Skip to content
Home » Data Processing Addendum (DPA)

Data Processing Addendum (DPA)

This Data Processing Addendum (“DPA”) is an addendum to the Eligant AI, LLC Terms and Conditions (“Agreement”) between Eligant AI, LLC (“Processor” or “Eligant”) and the auto shop Professional (“Controller” or “Customer”) who subscribes to the Services. This DPA is effective as of the date the Customer agrees to the Agreement and will terminate automatically upon the termination of the Agreement.

  1. Definitions
  • Controller,” “Processor,” “Data Subject,” “Personal Data,” and “Processing” shall have the meanings given to them in applicable Data Protection Laws.
  • Data Protection Laws” means all applicable data privacy and security laws, including the California Consumer Privacy Act (CCPA) and any other applicable U.S. state or federal laws.
  • Controller Data” means the Personal Data that the Controller inputs into the Services about their own customers (e.g., names, phone numbers, vehicle data).

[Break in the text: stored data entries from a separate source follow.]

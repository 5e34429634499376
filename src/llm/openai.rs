//! OpenAI 兼容 API 客户端
//!
//! 通过 async_openai 调用任意 OpenAI 兼容端点（可配置 base_url）；OpenAI、OpenRouter、Mistral、
//! Ollama 的 /v1 以及自建 REST 端点都走这里。

use async_openai::config::OpenAIConfig;
use async_openai::types::chat::{
    ChatCompletionRequestAssistantMessageArgs, ChatCompletionRequestMessage,
    ChatCompletionRequestSystemMessageArgs, ChatCompletionRequestUserMessageArgs,
    CreateChatCompletionRequest, CreateChatCompletionRequestArgs,
};
use async_openai::Client;
use async_trait::async_trait;
use futures_util::StreamExt;

use crate::llm::{LlmClient, LlmError, TokenStream};
use crate::memory::{Message, Role};

/// OpenAI 兼容客户端；模型名随每次请求传入
pub struct OpenAiClient {
    client: Client<OpenAIConfig>,
}

impl OpenAiClient {
    /// api_key 为空时回退到 OPENAI_API_KEY，再回退到占位符（Ollama 等本地端点不校验 Key）
    pub fn new(base_url: Option<&str>, api_key: Option<&str>) -> Self {
        let api_key = api_key
            .map(String::from)
            .or_else(|| std::env::var("OPENAI_API_KEY").ok())
            .unwrap_or_else(|| "sk-placeholder".to_string());

        let config = if let Some(url) = base_url {
            OpenAIConfig::new().with_api_base(url).with_api_key(api_key)
        } else {
            OpenAIConfig::new().with_api_key(api_key)
        };

        Self {
            client: Client::with_config(config),
        }
    }

    fn to_openai_messages(
        &self,
        messages: &[Message],
    ) -> Result<Vec<ChatCompletionRequestMessage>, LlmError> {
        messages
            .iter()
            .map(|m| {
                let msg = match m.role {
                    Role::System => ChatCompletionRequestSystemMessageArgs::default()
                        .content(m.content.clone())
                        .build()
                        .map(ChatCompletionRequestMessage::System),
                    Role::User => ChatCompletionRequestUserMessageArgs::default()
                        .content(m.content.clone())
                        .build()
                        .map(ChatCompletionRequestMessage::User),
                    Role::Assistant => ChatCompletionRequestAssistantMessageArgs::default()
                        .content(m.content.clone())
                        .build()
                        .map(ChatCompletionRequestMessage::Assistant),
                };
                msg.map_err(|e| LlmError::RequestError(e.to_string()))
            })
            .collect()
    }

    fn build_request(
        &self,
        model: &str,
        messages: &[Message],
        stream: bool,
    ) -> Result<CreateChatCompletionRequest, LlmError> {
        CreateChatCompletionRequestArgs::default()
            .model(model)
            .messages(self.to_openai_messages(messages)?)
            .stream(stream)
            .build()
            .map_err(|e| LlmError::RequestError(e.to_string()))
    }
}

#[async_trait]
impl LlmClient for OpenAiClient {
    async fn complete(&self, model: &str, messages: &[Message]) -> Result<String, LlmError> {
        let request = self.build_request(model, messages, false)?;

        let response = self
            .client
            .chat()
            .create(request)
            .await
            .map_err(|e| LlmError::ApiError(e.to_string()))?;

        let content = response
            .choices
            .first()
            .and_then(|c| c.message.content.clone())
            .unwrap_or_default();

        Ok(content)
    }

    async fn complete_stream(
        &self,
        model: &str,
        messages: &[Message],
    ) -> Result<TokenStream, LlmError> {
        let request = self.build_request(model, messages, true)?;

        let stream = self
            .client
            .chat()
            .create_stream(request)
            .await
            .map_err(|e| LlmError::ApiError(e.to_string()))?;

        let tokens = stream.filter_map(|chunk| async move {
            match chunk {
                Ok(resp) => resp
                    .choices
                    .first()
                    .and_then(|c| c.delta.content.clone())
                    .map(Ok),
                Err(e) => Some(Err(LlmError::StreamError(e.to_string()))),
            }
        });
        Ok(Box::pin(tokens))
    }
}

For this data, the Controller is the “Data Controller,” and Eligant is the “Data Processor”.
  • Services” means the services provided by Eligant to the Controller under the Agreement.
  1. Processing of Controller Data
  • 2.1. Roles: The parties acknowledge that for Controller Data, the Customer is the Controller and Eligant is the Processor.
  • 2.2. Subject Matter: The subject matter of the Processing is the provision of the Services to the Controller.
  • 2.3. Duration: The Processing will continue for the duration of the Agreement.
  • 2.4. Purpose: The purpose of the Processing is to provide, maintain, and improve the Services as described in the Agreement and the Privacy Policy .
  • 2.5. Categories of Data Subjects: Data Subjects are the end-customers and clients of the Controller.
  • 2.6. Categories of Personal Data: Controller Data includes identifiers (name, phone number, email), professional information (vehicle details, service history), and any other Personal Data the Controller chooses to input into the Services.
  • 2.7. Processor’s Obligations: Eligant shall:
    a) Process Controller Data only in accordance with the Controller’s lawful, written instructions (including the Agreement and this DPA) and for no other purpose.
    b) Ensure that all Eligant personnel authorized to process Controller Data are bound by a duty of confidentiality.
    c) Implement and maintain the technical and organizational security measures set forth in Appendix A to this DPA.
  1. Sub-processors
  • 3.1. Authorization: The Controller provides a general authorization for Eligant to engage third-party sub-processors to process Controller Data in order to provide the Services.
  • 3.2. Current Sub-processors: The Controller specifically authorizes the engagement of Eligant’s current sub-processors, which include payment processors (Stripe), cloud hosting providers (e.g., AWS), and analytics providers (Google Analytics).
  • 3.3. New Sub-processors: Eligant will provide the Controller with notice of any new sub-processors before they are engaged, and the Controller will have a reasonable opportunity to object.
  • 3.4. Liability: Eligant shall remain responsible for the acts and omissions of its subprocessors to the same extent Eligant would be liable if performing the services of each sub-processor directly.
  1. Data Subject Rights & Assistance
  • Eligant will, to the extent legally permitted, promptly notify the Controller of any request received from a Data Subject to exercise their rights (e.g., access, deletion) under Data Protection Laws. Eligant will provide the Controller with reasonable assistance, at the Controller’s expense, to help the Controller respond to such requests.
  1. Security Incidents
  • Upon becoming aware of a security incident that affects Controller Data, Eligant will notify the Controller without undue delay and provide reasonable cooperation to the Controller in their investigation and response.
  1. Data Deletion
  • Upon termination of the Agreement, Eligant will delete or return all Controller Data in its possession as set forth in the Agreement (e.g., within 30 days), unless required by law to retain it.
  1. Audits
  • Upon reasonable request, Eligant will make available to the Controller information necessary to demonstrate compliance with this DPA, and allow for and contribute to audits, including inspections, conducted by the Controller (or their auditor), at the Controller’s expense and no more than once per year, to ensure compliance.

Appendix A to the DPA


Technical and Organizational Security Measures


Processor (Eligant) will implement and maintain the following measures:

  1. Access Control: Policies and controls to limit access to systems processing Controller Data to authorized personnel only.
  2. Encryption: Encryption of Controller Data at rest and in transit.
  3. Resilience: Measures to ensure the on-going confidentiality, integrity, availability, and resilience of processing systems (e.g., system backups, disaster recovery plans).
  4. Testing: Regular testing and evaluation of the effectiveness of security measures.
  5. Monitoring: Use of security monitoring tools to detect and respond to potential threats.